Piubello Q, Montemezzi S, D'Atri C
Servizio di Anatomia Patologica, Ospedale Civile Maggiore, Azienda Ospedaliera di Verona, Piazzale Stefani 1, I-37126 Verona, Italia.
Pathologica. 2002 Dec;94(6):299-305. doi: 10.1007/s102420200053.
Percutaneous, stereotactic, vacuum-assisted biopsy has become a widely used alternative to open surgical biopsy for the initial diagnosis of breast calcifications. We retrospectively assessed the accuracy of the technique in the diagnoses of malignancy and atypical hyperplasia by correlation with the findings of the subsequent surgical excision. We studied 330 consecutive cases of breast calcifications, 216 (65.5%) of which were determined to be benign and 114 (34.5%) to be malignant or atypical at vacuum-assisted biopsy using an 11 gauge instrument. Of the latter 93 were available for comparison with the subsequent surgery, the specific diagnoses as revealed by percutaneous biopsy were as follows: 11 cases of atypical ductal hyperplasia (ADN), 67 cases of ductal carcinoma in situ (DCIS), 6 infiltrating ductal carcinomas (IFDC), 2 cases of atypical lobular hyperplasia and 7 of lobular carcinoma in situ (LCIS). At histological analysis after surgical excision, 3 (27%) of 11 cases previously diagnosed as ADH and 6 (9%) of 67 cases diagnosed as DCIS were shown to actually be higher grade lesions (DCIS/IFDC and IFDC, respectively). Of the 7 lesions diagnosed at vacuum-assisted biopsy as LCIS, surgery and histological analysis showed one infiltrating globular carcinoma and two DCIS. A total of 21 lesions (4 ADH, 14 DCIS, 1 IFDC, 2 LCIS) were completely removed at percutaneous biopsy; the remaining cases were found totally concordant. These data Indicate a substantial accuracy of the percutaneous biopsy: some lesions (particularly those thought to be ADH and DCIS) can be underestimated for sampling error.
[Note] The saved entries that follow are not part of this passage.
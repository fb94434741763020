use serde::{Deserialize, Serialize};

/// Discord rejects message content longer than this many characters.
pub const MAX_MESSAGE_CHARS: usize = 2000;

#[derive(Debug, Serialize)]
pub struct CreateDmRequest<'a> {
    pub recipient_id: &'a str,
}

#[derive(Debug, Serialize)]
pub struct CreateMessageRequest<'a> {
    pub content: &'a str,
}

/// The part of a channel object we use.
#[derive(Debug, Clone, Deserialize)]
pub struct Channel {
    pub id: String,
}

/// Body of a 429 response.
#[derive(Debug, Clone, Deserialize)]
pub struct RateLimited {
    #[serde(default)]
    pub message: String,
    #[serde(default)]
    pub retry_after: f64,
}

/// Split `text` into pieces that fit in one Discord message, preferring
/// line breaks as cut points.
pub fn split_content(text: &str, limit: usize) -> Vec<String> {
    let limit = limit.max(1);
    let mut chunks = Vec::new();
    let mut current = String::new();
    let mut current_len = 0;

    for line in text.split_inclusive('\n') {
        let line_len = line.chars().count();
        if current_len + line_len <= limit {
            current.push_str(line);
            current_len += line_len;
            continue;
        }
        if !current.is_empty() {
            chunks.push(std::mem::take(&mut current));
            current_len = 0;
        }
        if line_len <= limit {
            current.push_str(line);
            current_len = line_len;
            continue;
        }
        // A single line longer than the limit is cut on character boundaries.
        let chars: Vec<char> = line.chars().collect();
        for piece in chars.chunks(limit) {
            if piece.len() == limit {
                chunks.push(piece.iter().collect());
            } else {
                current = piece.iter().collect();
                current_len = piece.len();
            }
        }
    }
    if !current.is_empty() {
        chunks.push(current);
    }
    chunks
}

#[cfg(test)]
mod tests {
    use super::*;

    #[test]
    fn test_short_text_is_one_chunk() {
        assert_eq!(split_content("hello", 2000), vec!["hello".to_string()]);
        assert!(split_content("", 2000).is_empty());
    }

    #[test]
    fn test_splits_on_lines() {
        let text = "aaaa\nbbbb\ncccc";
        let chunks = split_content(text, 10);
        assert_eq!(chunks, vec!["aaaa\nbbbb\n".to_string(), "cccc".to_string()]);
        assert_eq!(chunks.concat(), text);
    }

    #[test]
    fn test_long_line_counts_chars_not_bytes() {
        let text = "ا".repeat(25);
        let chunks = split_content(&text, 10);
        assert_eq!(chunks.len(), 3);
        assert!(chunks.iter().all(|c| c.chars().count() <= 10));
        assert_eq!(chunks.concat(), text);
    }
}
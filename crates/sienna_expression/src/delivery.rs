use sienna_core::Messenger;
use std::sync::Arc;
use std::time::Duration;

/// Sends a reply's segments as separate messages, in order, with a short
/// pause between them.
#[derive(Clone)]
pub struct SegmentDelivery {
    messenger: Arc<dyn Messenger>,
    delay: Duration,
}

impl SegmentDelivery {
    pub fn new(messenger: Arc<dyn Messenger>, delay: Duration) -> Self {
        Self { messenger, delay }
    }

    pub fn messenger(&self) -> &Arc<dyn Messenger> {
        &self.messenger
    }

    /// Blank segments are skipped. Stops at the first failed send so later
    /// segments never arrive without the earlier ones. Returns how many
    /// segments were sent.
    pub async fn deliver(&self, user_id: &str, segments: &[String]) -> anyhow::Result<usize> {
        let mut sent = 0;
        for segment in segments.iter().filter(|s| !s.trim().is_empty()) {
            if sent > 0 && !self.delay.is_zero() {
                tokio::time::sleep(self.delay).await;
            }
            self.messenger.send(user_id, segment).await?;
            sent += 1;
        }
        Ok(sent)
    }
}
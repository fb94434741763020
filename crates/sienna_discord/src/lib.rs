//! Direct-message delivery over the Discord REST API.

pub mod api;

use anyhow::{Context, Result};
use async_trait::async_trait;
use sienna_core::config::DiscordConfig;
use sienna_core::Messenger;
use std::collections::HashMap;
use tokio::sync::RwLock;

use crate::api::{split_content, Channel, CreateDmRequest, CreateMessageRequest, RateLimited, MAX_MESSAGE_CHARS};

pub struct DiscordMessenger {
    api_base: String,
    token: String,
    client: reqwest::Client,
    /// user id -> DM channel id
    channels: RwLock<HashMap<String, String>>,
}

impl DiscordMessenger {
    pub fn new(api_base: &str, token: &str) -> Self {
        Self {
            api_base: api_base.trim_end_matches('/').to_string(),
            token: token.to_string(),
            client: reqwest::Client::new(),
            channels: RwLock::new(HashMap::new()),
        }
    }

    pub fn from_config(config: &DiscordConfig) -> Self {
        Self::new(&config.api_base, &config.token)
    }

    fn auth(&self) -> String {
        format!("Bot {}", self.token)
    }

    /// Open (or reuse) the DM channel with `user_id`.
    pub async fn dm_channel(&self, user_id: &str) -> Result<String> {
        if let Some(id) = self.channels.read().await.get(user_id) {
            return Ok(id.clone());
        }

        let url = format!("{}/users/@me/channels", self.api_base);
        let resp = self
            .client
            .post(&url)
            .header("Authorization", self.auth())
            .json(&CreateDmRequest { recipient_id: user_id })
            .send()
            .await
            .context("Failed to reach Discord")?;
        let resp = check_status(resp).await.with_context(|| format!("Cannot open DM with {}", user_id))?;
        let channel: Channel = resp.json().await.context("Unexpected DM channel payload")?;

        self.channels
            .write()
            .await
            .insert(user_id.to_string(), channel.id.clone());
        Ok(channel.id)
    }

    /// Post one message to a channel. Content over the Discord limit is sent
    /// as several consecutive messages.
    pub async fn post_message(&self, channel_id: &str, content: &str) -> Result<()> {
        let url = format!("{}/channels/{}/messages", self.api_base, channel_id);
        for chunk in split_content(content, MAX_MESSAGE_CHARS) {
            let resp = self
                .client
                .post(&url)
                .header("Authorization", self.auth())
                .json(&CreateMessageRequest { content: &chunk })
                .send()
                .await
                .context("Failed to reach Discord")?;
            check_status(resp).await?;
        }
        Ok(())
    }
}

async fn check_status(resp: reqwest::Response) -> Result<reqwest::Response> {
    let status = resp.status();
    if status.is_success() {
        return Ok(resp);
    }
    if status == reqwest::StatusCode::TOO_MANY_REQUESTS {
        let body: Option<RateLimited> = resp.json().await.ok();
        let retry = body.map(|b| b.retry_after).unwrap_or_default();
        anyhow::bail!("Discord rate limited the request (retry after {:.1}s)", retry);
    }
    let body = resp.text().await.unwrap_or_default();
    anyhow::bail!("Discord returned {}: {}", status, body.chars().take(200).collect::<String>())
}

#[async_trait]
impl Messenger for DiscordMessenger {
    async fn send(&self, user_id: &str, text: &str) -> Result<()> {
        if text.trim().is_empty() {
            return Ok(());
        }
        let channel = self.dm_channel(user_id).await?;
        if let Err(e) = self.post_message(&channel, text).await {
            // The cached channel may be stale; open a fresh one next time.
            self.channels.write().await.remove(user_id);
            return Err(e);
        }
        tracing::debug!("Sent DM to {} ({} chars)", user_id, text.chars().count());
        Ok(())
    }
}
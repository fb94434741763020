use crate::types::{
    ActivateRequest, ErrorResponse, ExplicitRequest, LeaderboardQuery, MessageRequest, ReminderRequest,
    UserRequest,
};
use axum::{
    extract::{Path, Query, State},
    http::StatusCode,
    response::{IntoResponse, Response},
    routing::{get, post},
    Json, Router,
};
use serde::Serialize;
use sienna_memory::StoreError;
use sienna_core::Reminder;
use sienna_reasoning::engine::{
    ActivationOutcome, DailyOutcome, ExplicitOutcome, Outcome, ReminderOutcome, ResetOutcome,
};
use sienna_reasoning::ChatEngine;
use std::sync::Arc;
use tower_http::cors::CorsLayer;

/// HTTP surface for the dispatch layer.
///
/// Every trigger is answered synchronously with the outbound segments (or
/// structured data) as JSON. Delivery to the user is the caller's job.
///
/// - `POST /message`, `/activate`, `/daily`, `/reminders`, `/explicit`, `/reset`
/// - `GET /reminders/{user_id}`, `/leaderboard?page=`, `/rank/{user_id}`
/// - `GET /health`
pub struct GatewayServer {
    engine: Arc<ChatEngine>,
    host: String,
    port: u16,
}

impl GatewayServer {
    pub fn new(engine: Arc<ChatEngine>, host: &str, port: u16) -> Self {
        Self {
            engine,
            host: host.to_string(),
            port,
        }
    }

    pub fn router(&self) -> Router {
        router(self.engine.clone())
    }

    /// Bind and serve in a background task.
    pub fn start(self) -> tokio::task::JoinHandle<()> {
        let app = self.router();
        let addr = format!("{}:{}", self.host, self.port);
        tokio::spawn(async move {
            let listener = match tokio::net::TcpListener::bind(&addr).await {
                Ok(l) => l,
                Err(e) => {
                    tracing::error!("Gateway failed to bind {}: {}", addr, e);
                    return;
                }
            };
            tracing::info!("Gateway listening on {}", addr);
            if let Err(e) = axum::serve(listener, app).await {
                tracing::error!("Gateway server error: {}", e);
            }
        })
    }
}

pub fn router(engine: Arc<ChatEngine>) -> Router {
    Router::new()
        .route("/health", get(health))
        .route("/message", post(handle_message))
        .route("/activate", post(activate))
        .route("/daily", post(claim_daily))
        .route("/reminders", post(set_reminder))
        .route("/reminders/:user_id", get(list_reminders))
        .route("/explicit", post(set_explicit))
        .route("/reset", post(request_reset))
        .route("/leaderboard", get(leaderboard))
        .route("/rank/:user_id", get(rank))
        .layer(CorsLayer::permissive())
        .with_state(engine)
}

// ============================================================================
// Errors
// ============================================================================

/// A store failure turned into a JSON error body.
struct ApiError(StatusCode, String);

impl From<StoreError> for ApiError {
    fn from(e: StoreError) -> Self {
        let status = match e {
            StoreError::InvalidUserId(_) => StatusCode::BAD_REQUEST,
            StoreError::UnknownUser(_) => StatusCode::NOT_FOUND,
            StoreError::Corrupt { .. } => StatusCode::CONFLICT,
            StoreError::Io { .. } => StatusCode::INTERNAL_SERVER_ERROR,
        };
        if status.is_server_error() {
            tracing::error!("Gateway request failed: {}", e);
        } else {
            tracing::debug!("Gateway request rejected: {}", e);
        }
        ApiError(status, e.to_string())
    }
}

impl IntoResponse for ApiError {
    fn into_response(self) -> Response {
        (self.0, Json(ErrorResponse { error: self.1 })).into_response()
    }
}

type ApiResult<T> = Result<Json<T>, ApiError>;

fn ok<T: Serialize>(value: T) -> ApiResult<T> {
    Ok(Json(value))
}

// ============================================================================
// Route handlers
// ============================================================================

async fn health() -> &'static str {
    "ok"
}

/// POST /message: one direct message. Always answers with segments.
async fn handle_message(
    State(engine): State<Arc<ChatEngine>>,
    Json(msg): Json<MessageRequest>,
) -> impl IntoResponse {
    Json(engine.handle_message(&msg.user_id, &msg.text).await)
}

async fn activate(
    State(engine): State<Arc<ChatEngine>>,
    Json(req): Json<ActivateRequest>,
) -> ApiResult<Outcome<ActivationOutcome>> {
    ok(engine.activate(&req.user_id, &req.code).await?)
}

async fn claim_daily(
    State(engine): State<Arc<ChatEngine>>,
    Json(req): Json<UserRequest>,
) -> ApiResult<Outcome<DailyOutcome>> {
    ok(engine.claim_daily(&req.user_id).await?)
}

async fn set_reminder(
    State(engine): State<Arc<ChatEngine>>,
    Json(req): Json<ReminderRequest>,
) -> ApiResult<Outcome<ReminderOutcome>> {
    ok(engine.set_reminder(&req.user_id, &req.time, &req.message).await?)
}

async fn list_reminders(
    State(engine): State<Arc<ChatEngine>>,
    Path(user_id): Path<String>,
) -> ApiResult<Outcome<Vec<Reminder>>> {
    ok(engine.list_reminders(&user_id).await?)
}

async fn set_explicit(
    State(engine): State<Arc<ChatEngine>>,
    Json(req): Json<ExplicitRequest>,
) -> ApiResult<Outcome<ExplicitOutcome>> {
    ok(engine.set_explicit_mode(&req.user_id, req.enabled).await?)
}

async fn request_reset(
    State(engine): State<Arc<ChatEngine>>,
    Json(req): Json<UserRequest>,
) -> ApiResult<Outcome<ResetOutcome>> {
    ok(engine.request_reset(&req.user_id).await?)
}

async fn leaderboard(
    State(engine): State<Arc<ChatEngine>>,
    Query(query): Query<LeaderboardQuery>,
) -> impl IntoResponse {
    Json(engine.leaderboard(query.page))
}

async fn rank(State(engine): State<Arc<ChatEngine>>, Path(user_id): Path<String>) -> Response {
    match engine.rank(&user_id) {
        Some(entry) => Json(entry).into_response(),
        None => ApiError(StatusCode::NOT_FOUND, format!("no ranked user {}", user_id)).into_response(),
    }
}
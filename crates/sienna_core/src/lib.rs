pub mod activity;
pub mod config;
pub mod record;
pub mod timefmt;

pub use activity::ActivityTracker;
pub use config::SiennaConfig;
pub use record::{
    Language, OnboardingState, Profile, Progress, Reminder, Role, Traits, Turn, UserRecord,
};

use async_trait::async_trait;

/// Outbound direct-message delivery to a single user.
#[async_trait]
pub trait Messenger: Send + Sync {
    async fn send(&self, user_id: &str, text: &str) -> anyhow::Result<()>;
}
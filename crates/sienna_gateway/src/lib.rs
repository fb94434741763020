pub mod server;
pub mod types;

pub use server::GatewayServer;
pub use types::{ActivateRequest, ErrorResponse, ExplicitRequest, MessageRequest, ReminderRequest, UserRequest};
经皮立体定向真空辅助活检已成为用于乳腺钙化初步诊断的广泛应用的开放性手术活检替代方法。我们通过与后续手术切除结果进行对比,回顾性评估了该技术在诊断恶性肿瘤和非典型增生方面的准确性。我们研究了330例连续的乳腺钙化病例,其中216例(65.5%)在使用11号活检针进行真空辅助活检时被确定为良性,114例(34.5%)为恶性或非典型。在后者中,93例可用于与后续手术进行比较,经皮活检显示的具体诊断如下:11例非典型导管增生(ADN)、67例导管原位癌(DCIS)、6例浸润性导管癌(IFDC)、2例非典型小叶增生和7例小叶原位癌(LCIS)。手术切除后的组织学分析显示,先前诊断为ADH的11例病例中有3例(27%)以及诊断为DCIS的67例病例中有6例(9%)实际上是更高分级的病变(分别为DCIS/IFDC和IFDC)。在真空辅助活检中诊断为LCIS的7个病变中,手术和组织学分析显示1例浸润性球状癌和2例DCIS。经皮活检完全切除了总共21个病变(4例ADH、14例DCIS、1例IFDC、2例LCIS);其余病例完全一致。这些数据表明经皮活检具有较高的准确性:一些病变(特别是那些被认为是ADH和DCIS的病变)可能因取样误差而被低估。